***** Provided entries

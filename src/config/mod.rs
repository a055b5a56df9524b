// src/config/mod.rs
// Environment-based configuration - single source of truth for all env vars

pub mod pricing;

pub use pricing::{ChatCost, PriceTable};

use tracing::{debug, info, warn};

/// API keys and endpoints loaded from environment variables
#[derive(Debug, Clone, Default)]
pub struct ApiKeys {
    /// LLM provider key (PROPKB_LLM_API_KEY or OPENAI_API_KEY)
    pub llm: Option<String>,
    /// Qdrant API key, optional for local deployments (QDRANT_API_KEY)
    pub qdrant: Option<String>,
}

impl ApiKeys {
    pub fn from_env() -> Self {
        let llm = read_var("PROPKB_LLM_API_KEY").or_else(|| read_var("OPENAI_API_KEY"));
        let qdrant = read_var("QDRANT_API_KEY");

        let keys = Self { llm, qdrant };
        keys.log_status();
        keys
    }

    pub fn has_llm(&self) -> bool {
        self.llm.is_some()
    }

    /// Log which keys are available without exposing values
    fn log_status(&self) {
        if self.llm.is_none() {
            warn!("No LLM API key configured - chat and embedding calls will fail");
        } else {
            debug!("LLM API key loaded");
        }
    }
}

/// Tunables for the query pipeline
#[derive(Debug, Clone)]
pub struct QueryConfig {
    /// Result cap applied after threshold filtering
    pub max_search_results: usize,
    /// Escalation floor: best similarity strictly below this escalates
    pub min_confidence_score: f32,
    /// Retrieval similarity floor; reranking handles precision above it
    pub similarity_threshold: f32,
    /// Extra chunks requested on a parent refetch, in case total_chunks lies
    pub parent_fetch_buffer: usize,
}

impl Default for QueryConfig {
    fn default() -> Self {
        Self {
            max_search_results: 3,
            min_confidence_score: 0.7,
            similarity_threshold: 0.5,
            parent_fetch_buffer: 5,
        }
    }
}

/// Tunables for conversation memory
#[derive(Debug, Clone)]
pub struct MemoryConfig {
    /// TTL on cached conversation keys
    pub cache_ttl_secs: u64,
    /// Turns retained per session in the cache
    pub cached_turns: usize,
    /// Recent turns handed to the LLM as context
    pub context_messages: usize,
    /// Messages between rolling-summary regenerations
    pub summary_interval: u32,
    /// Inactivity age after which a session reads as not found
    pub session_timeout_secs: i64,
    /// Hard cap on session lifetime, forces an end even when active
    pub session_max_secs: i64,
}

impl Default for MemoryConfig {
    fn default() -> Self {
        Self {
            cache_ttl_secs: 7200,
            cached_turns: 8,
            context_messages: 5,
            summary_interval: 5,
            session_timeout_secs: 1800,
            session_max_secs: 86_400,
        }
    }
}

/// Per-endpoint-class rate limits (requests, window seconds)
#[derive(Debug, Clone)]
pub struct RateLimitConfig {
    pub query: (u32, u64),
    pub default: (u32, u64),
}

impl Default for RateLimitConfig {
    fn default() -> Self {
        Self {
            query: (20, 1800),
            default: (50, 300),
        }
    }
}

/// Full service configuration
#[derive(Debug, Clone)]
pub struct AgentConfig {
    pub api_keys: ApiKeys,
    /// OpenAI-compatible API base (PROPKB_LLM_BASE_URL)
    pub llm_base_url: String,
    /// Chat model name (PROPKB_CHAT_MODEL)
    pub chat_model: String,
    /// Embedding model name (PROPKB_EMBEDDING_MODEL)
    pub embedding_model: String,
    /// Embedding dimensions (PROPKB_EMBEDDING_DIMENSIONS)
    pub embedding_dimensions: usize,
    /// Qdrant endpoint (PROPKB_QDRANT_URL)
    pub qdrant_url: String,
    /// Qdrant collection holding KB chunks (PROPKB_COLLECTION)
    pub collection: String,
    /// Redis endpoint for the conversation cache (PROPKB_REDIS_URL)
    pub redis_url: Option<String>,
    /// SQLite path for the end-of-session archive (PROPKB_ARCHIVE_PATH)
    pub archive_path: String,
    /// Override path for the YAML prompt file (PROPKB_PROMPTS_FILE)
    pub prompts_file: Option<String>,
    /// Override path for the YAML price table (PROPKB_PRICING_FILE)
    pub pricing_file: Option<String>,
    pub query: QueryConfig,
    pub memory: MemoryConfig,
    pub rate_limits: RateLimitConfig,
}

impl Default for AgentConfig {
    fn default() -> Self {
        Self {
            api_keys: ApiKeys::default(),
            llm_base_url: "https://api.openai.com/v1".into(),
            chat_model: "gpt-4o-mini".into(),
            embedding_model: "text-embedding-3-small".into(),
            embedding_dimensions: 1536,
            qdrant_url: "http://localhost:6334".into(),
            collection: "propkb_chunks".into(),
            redis_url: None,
            archive_path: "propkb.db".into(),
            prompts_file: None,
            pricing_file: None,
            query: QueryConfig::default(),
            memory: MemoryConfig::default(),
            rate_limits: RateLimitConfig::default(),
        }
    }
}

impl AgentConfig {
    /// Load all environment configuration (call once at startup)
    pub fn load() -> Self {
        info!("Loading environment configuration");
        let defaults = Self::default();

        Self {
            api_keys: ApiKeys::from_env(),
            llm_base_url: read_var("PROPKB_LLM_BASE_URL").unwrap_or(defaults.llm_base_url),
            chat_model: read_var("PROPKB_CHAT_MODEL").unwrap_or(defaults.chat_model),
            embedding_model: read_var("PROPKB_EMBEDDING_MODEL").unwrap_or(defaults.embedding_model),
            embedding_dimensions: read_parsed("PROPKB_EMBEDDING_DIMENSIONS")
                .unwrap_or(defaults.embedding_dimensions),
            qdrant_url: read_var("PROPKB_QDRANT_URL").unwrap_or(defaults.qdrant_url),
            collection: read_var("PROPKB_COLLECTION").unwrap_or(defaults.collection),
            redis_url: read_var("PROPKB_REDIS_URL"),
            archive_path: read_var("PROPKB_ARCHIVE_PATH").unwrap_or(defaults.archive_path),
            prompts_file: read_var("PROPKB_PROMPTS_FILE"),
            pricing_file: read_var("PROPKB_PRICING_FILE"),
            query: QueryConfig {
                max_search_results: read_parsed("PROPKB_MAX_SEARCH_RESULTS")
                    .unwrap_or(defaults.query.max_search_results),
                min_confidence_score: read_parsed("PROPKB_MIN_CONFIDENCE_SCORE")
                    .unwrap_or(defaults.query.min_confidence_score),
                similarity_threshold: read_parsed("PROPKB_SIMILARITY_THRESHOLD")
                    .unwrap_or(defaults.query.similarity_threshold),
                parent_fetch_buffer: defaults.query.parent_fetch_buffer,
            },
            memory: MemoryConfig {
                cache_ttl_secs: read_parsed("PROPKB_CACHE_TTL_SECS")
                    .unwrap_or(defaults.memory.cache_ttl_secs),
                cached_turns: read_parsed("PROPKB_CACHED_TURNS")
                    .unwrap_or(defaults.memory.cached_turns),
                context_messages: read_parsed("PROPKB_CONTEXT_MESSAGES")
                    .unwrap_or(defaults.memory.context_messages),
                summary_interval: read_parsed("PROPKB_SUMMARY_INTERVAL")
                    .unwrap_or(defaults.memory.summary_interval),
                session_timeout_secs: read_parsed("PROPKB_SESSION_TIMEOUT_SECS")
                    .unwrap_or(defaults.memory.session_timeout_secs),
                session_max_secs: read_parsed("PROPKB_SESSION_MAX_SECS")
                    .unwrap_or(defaults.memory.session_max_secs),
            },
            rate_limits: RateLimitConfig::default(),
        }
    }

    /// Validate the configuration, returning a human-readable report
    pub fn validate(&self) -> ConfigValidation {
        let mut validation = ConfigValidation::new();

        if !self.api_keys.has_llm() {
            validation.add_error(
                "No LLM API key configured. Set PROPKB_LLM_API_KEY or OPENAI_API_KEY.",
            );
        }
        if self.redis_url.is_none() {
            validation.add_warning(
                "PROPKB_REDIS_URL not set - conversation cache will run in-process only",
            );
        }
        if self.query.max_search_results == 0 {
            validation.add_error("PROPKB_MAX_SEARCH_RESULTS must be at least 1");
        }
        if !(0.0..=1.0).contains(&self.query.min_confidence_score) {
            validation.add_error("PROPKB_MIN_CONFIDENCE_SCORE must be within [0, 1]");
        }
        if self.memory.summary_interval == 0 {
            validation.add_error("PROPKB_SUMMARY_INTERVAL must be at least 1");
        }

        validation
    }
}

/// Configuration validation result
#[derive(Debug, Default)]
pub struct ConfigValidation {
    pub warnings: Vec<String>,
    pub errors: Vec<String>,
}

impl ConfigValidation {
    pub fn new() -> Self {
        Self::default()
    }

    pub fn is_valid(&self) -> bool {
        self.errors.is_empty()
    }

    pub fn add_warning(&mut self, msg: impl Into<String>) {
        self.warnings.push(msg.into());
    }

    pub fn add_error(&mut self, msg: impl Into<String>) {
        self.errors.push(msg.into());
    }

    /// Format as a human-readable report
    pub fn report(&self) -> String {
        let mut lines = Vec::new();

        if !self.errors.is_empty() {
            lines.push("Errors:".to_string());
            for err in &self.errors {
                lines.push(format!("  - {}", err));
            }
        }
        if !self.warnings.is_empty() {
            lines.push("Warnings:".to_string());
            for w in &self.warnings {
                lines.push(format!("  - {}", w));
            }
        }

        if lines.is_empty() {
            "Configuration OK".to_string()
        } else {
            lines.join("\n")
        }
    }
}

fn read_var(name: &str) -> Option<String> {
    std::env::var(name).ok().filter(|v| !v.trim().is_empty())
}

fn read_parsed<T: std::str::FromStr>(name: &str) -> Option<T> {
    read_var(name).and_then(|v| v.parse().ok())
}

**********

• [Action item]: Repeat the lines from the first one in the records through the line containing "pub fn from_env()", exactly as written, and nothing else.

• [Written solution]:
filename src/config/mod.rs
repository a055b5a56df9524b
// src/config/mod.rs
// Environment-based configuration - single source of truth for all env vars

pub mod pricing;

pub use pricing::{ChatCost, PriceTable};

use tracing::{debug, info, warn};

/// API keys and endpoints loaded from environment variables
#[derive(Debug, Clone, Default)]
pub struct ApiKeys {
    /// LLM provider key (PROPKB_LLM_API_KEY or OPENAI_API_KEY)
    pub llm: Option<String>,
    /// Qdrant API key, optional for local deployments (QDRANT_API_KEY)
    pub qdrant: Option<String>,
}

impl ApiKeys {
    pub fn from_env() -> Self {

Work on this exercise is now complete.